真琴はじっと達哉を見ていたが、特に何も言わなかった。不思議そうではあったが、何も聞かれないのは達哉も言い訳を考えなくていいので助かった。
真琴は花壇に向き直り、丁寧に雑草を取る作業に戻る。達哉はそれを眺めながら、何か言った方がいいのかどうか考えた。

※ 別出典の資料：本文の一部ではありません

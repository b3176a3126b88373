use chrono::{DateTime, Duration, TimeZone, Utc};

use serde_json::Value;

use super::deck::Deck;
use super::player::Player;
use super::result::MatchResult;

use ::errors::*;

/// A finished match as stored in the replay archive.
///
/// Built by `replay::decode`; every field missing from the archived json takes its default.
#[derive(Debug, Serialize, Deserialize, Clone, PartialEq, Default)]
#[serde(default)]
pub struct Replay
{
    /* Archive key, e.g. "ib0Qt-pp8PL" */
    pub code: String,
    /* Seconds since the epoch with fractional part. 0, null and absent all mean "not recorded" */
    #[serde(rename = "startTime")]
    pub start_time: Option<f64>,
    #[serde(rename = "endTime")]
    pub end_time: Option<f64>,

    #[serde(rename = "deckInfo")]
    pub deck: Deck,
    /* Index 0 is seat one, index 1 is seat two */
    #[serde(rename = "playerInfo")]
    pub players: Vec<Player>,
    #[serde(rename = "commandInfo", skip_serializing_if = "Option::is_none")]
    pub command_info: Option<CommandInfo>,
    #[serde(rename = "timeInfo")]
    pub time_info: TimeInfo,
    #[serde(rename = "ratingInfo")]
    pub rating_info: RatingInfo,
    #[serde(rename = "versionInfo")]
    pub version_info: VersionInfo,

    pub result: MatchResult,
    pub seed: i64,
    #[serde(rename = "endCondition")]
    pub end_condition: i64,
    pub format: i64,
    #[serde(rename = "rawHash")]
    pub raw_hash: i64,
}

impl Replay
{
    /// Time the match began, truncated to the second.
    pub fn start_time(&self) -> Result<DateTime<Utc>>
    {
        to_instant(self.start_time, "start")
    }

    /// Time the match ended, truncated to the second.
    pub fn end_time(&self) -> Result<DateTime<Utc>>
    {
        to_instant(self.end_time, "end")
    }

    /// Elapsed time between start and end, never negative.
    pub fn duration(&self) -> Result<Duration>
    {
        let start = self.start_time()?;
        let end = self.end_time()?;

        Ok(duration(start, end))
    }

    pub fn player_one(&self) -> Result<&Player>
    {
        self.seat(1)
    }

    pub fn player_two(&self) -> Result<&Player>
    {
        self.seat(2)
    }

    /// The player occupying a 1-based seat.
    pub fn seat(&self, seat: usize) -> Result<&Player>
    {
        if seat < 1
        {
            bail!(ErrorKind::MissingPlayer(seat));
        }

        self.players.get(seat - 1)
            .ok_or_else(|| ErrorKind::MissingPlayer(seat).into())
    }
}

fn to_instant(seconds: Option<f64>, field: &'static str) -> Result<DateTime<Utc>>
{
    let seconds = match seconds
    {
        Some(seconds) if seconds > 0.0 => seconds,
        _ => bail!(ErrorKind::MissingTime(field)),
    };

    /* Only whole seconds are significant, `as` truncates the fraction */
    Utc.timestamp_opt(seconds as i64, 0)
        .single()
        .ok_or_else(|| ErrorKind::MissingTime(field).into())
}

/// Span between two instants regardless of which one comes first.
fn duration(mut a: DateTime<Utc>, mut b: DateTime<Utc>) -> Duration
{
    if b < a
    {
        ::std::mem::swap(&mut a, &mut b);
    }

    b.signed_duration_since(a)
}

/// Clock settings of a match.
#[derive(Debug, Serialize, Deserialize, Clone, PartialEq, Default)]
#[serde(default, rename_all = "camelCase")]
pub struct TimeInfo {
    pub correspondence: bool,
    pub player_current_time_banks: Vec<f64>,
    pub player_time: Vec<PlayerTime>,
    pub grace_period: i64,
    pub player_current_times: Vec<i64>,
    pub turn_number: i64,
    pub grace_current_time: i64,
    pub use_clocks: bool,
}

/// One seat's time bank.
#[derive(Debug, Serialize, Deserialize, Clone, PartialEq, Default)]
#[serde(default, rename_all = "camelCase")]
pub struct PlayerTime {
    pub bank_dilution: f64,
    pub initial: i64,
    pub bank: i64,
    pub increment: i64,
}

/// Ratings before and after the match. Every list is indexed by seat.
#[derive(Debug, Serialize, Deserialize, Clone, PartialEq, Default)]
#[serde(default, rename_all = "camelCase")]
pub struct RatingInfo {
    pub initial_ratings: Vec<Rating>,
    pub final_ratings: Vec<Rating>,
    pub rating_changes: Vec<Vec<f64>>,
    pub score_changes: Vec<i64>,
}

#[derive(Debug, Serialize, Deserialize, Clone, PartialEq, Default)]
#[serde(default, rename_all = "camelCase")]
pub struct Rating {
    pub display_rating: f64,
    pub win_last_last: bool,
    #[serde(rename = "dominionELO")]
    pub dominion_elo: i64,
    pub win_last: bool,
    pub peak_adjusted_shalev_u: f64,
    pub shalev_v: f64,
    pub shalev_u: f64,
    pub tier: i64,
    pub custom_games_played: i64,
    pub tier_percent: f64,
    pub casual_games_won: i64,
    pub h_stars: i64,
    pub version: i64,
    pub exp: i64,
    pub rated_games_played: i64,
    pub bot_games_played: i64,
}

#[derive(Debug, Serialize, Deserialize, Clone, PartialEq, Default)]
#[serde(default, rename_all = "camelCase")]
pub struct VersionInfo {
    pub server_version: i64,
    /* Client build per seat */
    pub player_versions: Vec<String>,
}

/// The command log of a match. Kept structurally, never replayed.
#[derive(Debug, Serialize, Deserialize, Clone, PartialEq, Default)]
#[serde(default, rename_all = "camelCase")]
pub struct CommandInfo {
    pub command_list: Vec<Command>,
    pub command_times: Vec<f64>,
    pub command_forced: Vec<bool>,
    pub times_remaining: Vec<i64>,
    pub time_banks_remaining: Vec<f64>,
    pub move_durations: Vec<f64>,
    pub clicks_per_turn: Vec<i64>,
}

#[derive(Debug, Serialize, Deserialize, Clone, PartialEq, Default)]
#[serde(default)]
pub struct Command {
    #[serde(rename = "_type")]
    pub kind: String,
    #[serde(rename = "_id")]
    pub id: i64,
    /* Shape depends on `kind` (emotes carry colours and frames) */
    #[serde(rename = "_params", skip_serializing_if = "Option::is_none")]
    pub params: Option<Value>,
}
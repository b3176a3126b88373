use serde_json::Value;

use ::errors::*;

/// The unit pool a match was played with.
#[derive(Debug, Serialize, Deserialize, Clone, PartialEq, Default)]
#[serde(default)]
pub struct Deck {
    #[serde(rename = "mergedDeck")]
    pub merged_deck: Vec<Unit>,
    /* Mixed unit names and counts, never interpreted */
    pub base: Vec<Vec<Value>>,
    #[serde(rename = "deckName")]
    pub name: String,
    /* One list of unit names per randomizer tier, in draw order */
    pub randomizer: Vec<Vec<String>>,
}

impl Deck
{
    /// Units that were randomly drawn into the match: the first randomizer tier.
    ///
    /// An empty randomizer table is reported as `ErrorKind::OutOfRange` rather than
    /// an empty slice so a malformed deck can't pass for a deck with no advanced units.
    pub fn advanced_set(&self) -> Result<&[String]>
    {
        match self.randomizer.first()
        {
            Some(tier) => Ok(tier.as_slice()),
            None => bail!(ErrorKind::OutOfRange("randomizer", 0, self.randomizer.len())),
        }
    }

    pub fn unit(&self, name: &str) -> Option<&Unit>
    {
        self.merged_deck.iter()
            .find(|unit| unit.name == name)
    }
}

#[derive(Debug, Serialize, Deserialize, Clone, PartialEq, Default)]
#[serde(default)]
pub struct Unit {
    pub name: String,
    #[serde(rename = "UIName", skip_serializing_if = "Option::is_none")]
    pub ui_name: Option<String>,
    #[serde(rename = "baseSet", skip_serializing_if = "Option::is_none")]
    pub base_set: Option<i64>,
}

impl Unit
{
    /// Name shown in the client, falling back to the canonical name.
    pub fn display_name(&self) -> &str
    {
        match self.ui_name
        {
            Some(ref ui_name) if !ui_name.is_empty() => ui_name,
            _ => &self.name,
        }
    }
}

「河瀬さん、ここに何か新しい花を植える予定なんですけど、好きな花ってありますか?」
明るい声に我に返ると、真琴がにこにこして振り返っていた。
「おっしゃってください、何でもいいですよ」
「いや、俺はわからないですから」
「じゃあ、図鑑、ご覧になった中で、何か印象に残った花はありませんか?」
達哉は少し考えた。
「あるんですね。言ってください。たくさんいいお話を聞かせていただいたんで、お礼に植えますよ」
「橘さんが好きな花で」
「だめです。言ってください」
「強情ですね」
「それに、橘さんはやめてください。友だちは誰もそんな名前で呼ばないから」
「真琴さん、でいいですか?」
「呼び捨てでいいですよ」
「それは難しいな」
達哉が言うと、真琴はそうしてくださいと強く言った。
「俺は、あなたの友だちだと認定されたってことなんですか?」
「まるっきりそうです」
達哉は彼女の言葉を聞き返したが、彼女は笑って答えなかった。
「だから、教えてください。何がいいですか?」
「いや、結構です。学校の裏門のあたりに、もうたくさんありますから」
真琴は少し考えて、それからぱっと目を輝かせた。
「紫陽花ですか?」と、それからすぐに目を曇らせた。「そうですね、ここに植えるにはふさわしくないですねぇ。草花の方がいいですからね。紫陽花、好きなんですか?」
「いや、俺じゃなくて、母がね、好きでした」
達哉はあまり変な方向に話が進まないようにと願いながら言った。